While we did observe slightly elevated LA phasic volumes in the AFD group relative to controls, there is clearly a lack of significant adverse LA remodelling in these patients. These findings, when compared with the findings of Boyd et al.,37 which reported LA enlargement in non-ERT-treated AFD patients with or without LVH, suggest that a contemporary treatment strategy that involves ERT, renin–angiotensin system antagonism through the use of ACEi or ARBs, and statins may be sufficient to arrest or delay the onset of deleterious LA remodelling. The thin myocardium of the LA may allow better penetration of ERT in contrast to the LV, for which low penetration and tissue bioavailability has been reported.38 Nonetheless, ERT is associated with abrogation of LVH and improvement in regional myocardial function in patients with AFD,3941 which may reduce remodelling stimuli on the LA, especially if it is initiated early on.42 Furthermore, combining the blood pressure control and anti-hypertrophic effects of renin–angiotensin system antagonism and statins with ERT may have added benefit in terms of the preservation of normal LA volumes and function in the AFD group.

In addition to the obvious benefit of preserving normal cardiac function in patients with AFD, the preservation of normal LA volume and function may reduce the incidence of atrial fibrillation in patients with AFD. Enlarged LA are good substrate for the development of electrophysiological abnormalities, so maintaining normal LA volume may preserve LA function and prevent the development of atrial arrhythmias.6,43 As arrhythmias are significant contributors to cardiovascular morbidity in patients with AFD, preventing them is important.44 In conclusion, in a contemporary cohort of patients with AFD, we observed LA phasic volumes and function that were similar to healthy controls, despite LV remodelling and atrioventricular uncoupling similar to a group of patients with CR/H. The current contemporary treatment strategy that involves ERT, renin–angiotensin system antagonism and statins,2 may be effective at mitigating adverse LA remodelling; however, more work will be required to confirm whether this is the case, and to determine what other factors contribute to LA remodelling in patients with AFD.

Limitations

The study we have presented herein has several limitations. The patient group with AFD and the group with CR/H were significantly different in mean age, and, although noted above that age alone is not a determinant of LA size,32 the difference is nonetheless worth noting.
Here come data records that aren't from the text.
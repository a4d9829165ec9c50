use serde::{Deserialize, Serialize};
use tracing::{debug, info, warn};

pub const MESSAGE_DELIMITER: char = '|';
pub const FALLBACK_WORKFLOW_ID: &str = "unknown_user";
pub const EXPECTED_FORMAT: &str = "narrative|maxim";
pub const FORMAT_EXAMPLE: &str = "I observed X happening|Act according to principle Y";

/// Character limits applied to both halves of a chat message.
#[derive(Debug, Clone, Copy, PartialEq, Eq)]
pub struct MessageLimits {
    pub max_narrative_chars: usize,
    pub max_maxim_chars: usize,
}

impl Default for MessageLimits {
    fn default() -> Self {
        Self {
            max_narrative_chars: 2000,
            max_maxim_chars: 500,
        }
    }
}

#[derive(Debug, Clone, PartialEq, Eq)]
pub struct ParsedMessage {
    pub narrative: String,
    pub maxim: String,
}

#[derive(Debug, Clone, PartialEq, Eq, thiserror::Error)]
pub enum MessageError {
    #[error("Invalid message format. Use 'narrative|maxim'")]
    MissingDelimiter,
    #[error("{field} too long ({actual} characters, maximum {max})")]
    TooLong {
        field: &'static str,
        actual: usize,
        max: usize,
    },
}

fn check_length(field: &'static str, value: &str, max: usize) -> Result<(), MessageError> {
    let actual = value.chars().count();
    if actual > max {
        warn!(field, actual, max, "message part exceeds length limit");
        return Err(MessageError::TooLong { field, actual, max });
    }
    Ok(())
}

/// Splits on the first `|` only; anything after it, further delimiters
/// included, belongs to the maxim. Empty halves are accepted here.
pub fn parse_message(message: &str, limits: &MessageLimits) -> Result<ParsedMessage, MessageError> {
    let (narrative, maxim) = message
        .split_once(MESSAGE_DELIMITER)
        .ok_or(MessageError::MissingDelimiter)?;
    let narrative = narrative.trim();
    let maxim = maxim.trim();

    check_length("Narrative", narrative, limits.max_narrative_chars)?;
    check_length("Maxim", maxim, limits.max_maxim_chars)?;

    debug!(
        narrative_chars = narrative.chars().count(),
        maxim_chars = maxim.chars().count(),
        "message parsed"
    );
    Ok(ParsedMessage {
        narrative: narrative.to_string(),
        maxim: maxim.to_string(),
    })
}

/// Inbound WAHA webhook body.
#[derive(Debug, Clone, Default, PartialEq, Eq, Serialize, Deserialize)]
pub struct WebhookPayload {
    #[serde(default)]
    pub from: Option<String>,
    #[serde(default)]
    pub body: Option<String>,
    #[serde(default)]
    pub timestamp: Option<serde_json::Value>,
}

#[derive(Debug, Clone, PartialEq, Eq, thiserror::Error)]
pub enum PayloadError {
    #[error("Missing required field: body")]
    MissingBody,
    #[error("Message body cannot be empty")]
    EmptyBody,
    #[error("Workflow ID cannot be empty")]
    EmptyWorkflowId,
}

impl PayloadError {
    /// Payload field the error refers to.
    pub fn field(&self) -> &'static str {
        match self {
            PayloadError::MissingBody | PayloadError::EmptyBody => "body",
            PayloadError::EmptyWorkflowId => "from",
        }
    }

    pub fn expected_format(&self) -> &'static str {
        match self {
            PayloadError::MissingBody | PayloadError::EmptyBody => "non-empty string",
            PayloadError::EmptyWorkflowId => "non-empty phone number",
        }
    }
}

#[derive(Debug, Clone, PartialEq, Eq)]
pub struct ValidatedPayload {
    pub workflow_id: String,
    pub body: String,
}

impl WebhookPayload {
    pub fn validate(&self) -> Result<ValidatedPayload, PayloadError> {
        let body = self.body.as_deref().ok_or(PayloadError::MissingBody)?;
        if body.is_empty() {
            return Err(PayloadError::EmptyBody);
        }

        let workflow_id = match self.from.as_deref() {
            None => {
                info!("webhook payload has no sender; using fallback workflow id");
                FALLBACK_WORKFLOW_ID
            }
            Some(from) if from.trim().is_empty() => return Err(PayloadError::EmptyWorkflowId),
            Some(from) => from,
        };

        Ok(ValidatedPayload {
            workflow_id: workflow_id.to_string(),
            body: body.to_string(),
        })
    }
}

/// Non-failing description of a message, logged before parsing.
#[derive(Debug, Clone, PartialEq, Eq, Serialize)]
pub struct ValidationSummary {
    pub message_chars: usize,
    pub has_delimiter: bool,
    pub is_blank: bool,
    #[serde(skip_serializing_if = "Option::is_none")]
    pub narrative_chars: Option<usize>,
    #[serde(skip_serializing_if = "Option::is_none")]
    pub maxim_chars: Option<usize>,
    pub exceeds_limit: bool,
}

pub fn validation_summary(message: &str, limits: &MessageLimits) -> ValidationSummary {
    let split = message
        .split_once(MESSAGE_DELIMITER)
        .map(|(narrative, maxim)| (narrative.trim().chars().count(), maxim.trim().chars().count()));
    let exceeds_limit = split.is_some_and(|(narrative, maxim)| {
        narrative > limits.max_narrative_chars || maxim > limits.max_maxim_chars
    });

    ValidationSummary {
        message_chars: message.chars().count(),
        has_delimiter: split.is_some(),
        is_blank: message.trim().is_empty(),
        narrative_chars: split.map(|(narrative, _)| narrative),
        maxim_chars: split.map(|(_, maxim)| maxim),
        exceeds_limit,
    }
}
As relates to our hypothesis that a contemporary treatment strategy that includes ERT, renin–angiotensin system antagonism, and statins could be contributing to mitigating adverse LA remodelling, we do not have any longitudinal data to test this. Our data provide a cross-sectional comparison of two patient groups with LVH and differential LA remodelling in comparison to healthy individuals. Studies with a longitudinal component will identify the efficacy of the current treatment strategy on global cardiac remodelling. We were also limited technically, as we were not able to evaluate the extent of LA fibrosis,45 which is a component of declining LA function and the development of atrial fibrillation.

Funding

This research was supported by the University of Alberta Hospital Foundation, HSFC, CIHR, and AI-HS. B.N.P. was partially supported by an Alberta HEART STEADI-HF Training Program stipend.

Conflict of interest: none declared.

Acknowledgements

We would like to thank the Alberta HEART study for providing access to subjects to form the reference groups. We would also like to thank all participants in the study for their time and commitment.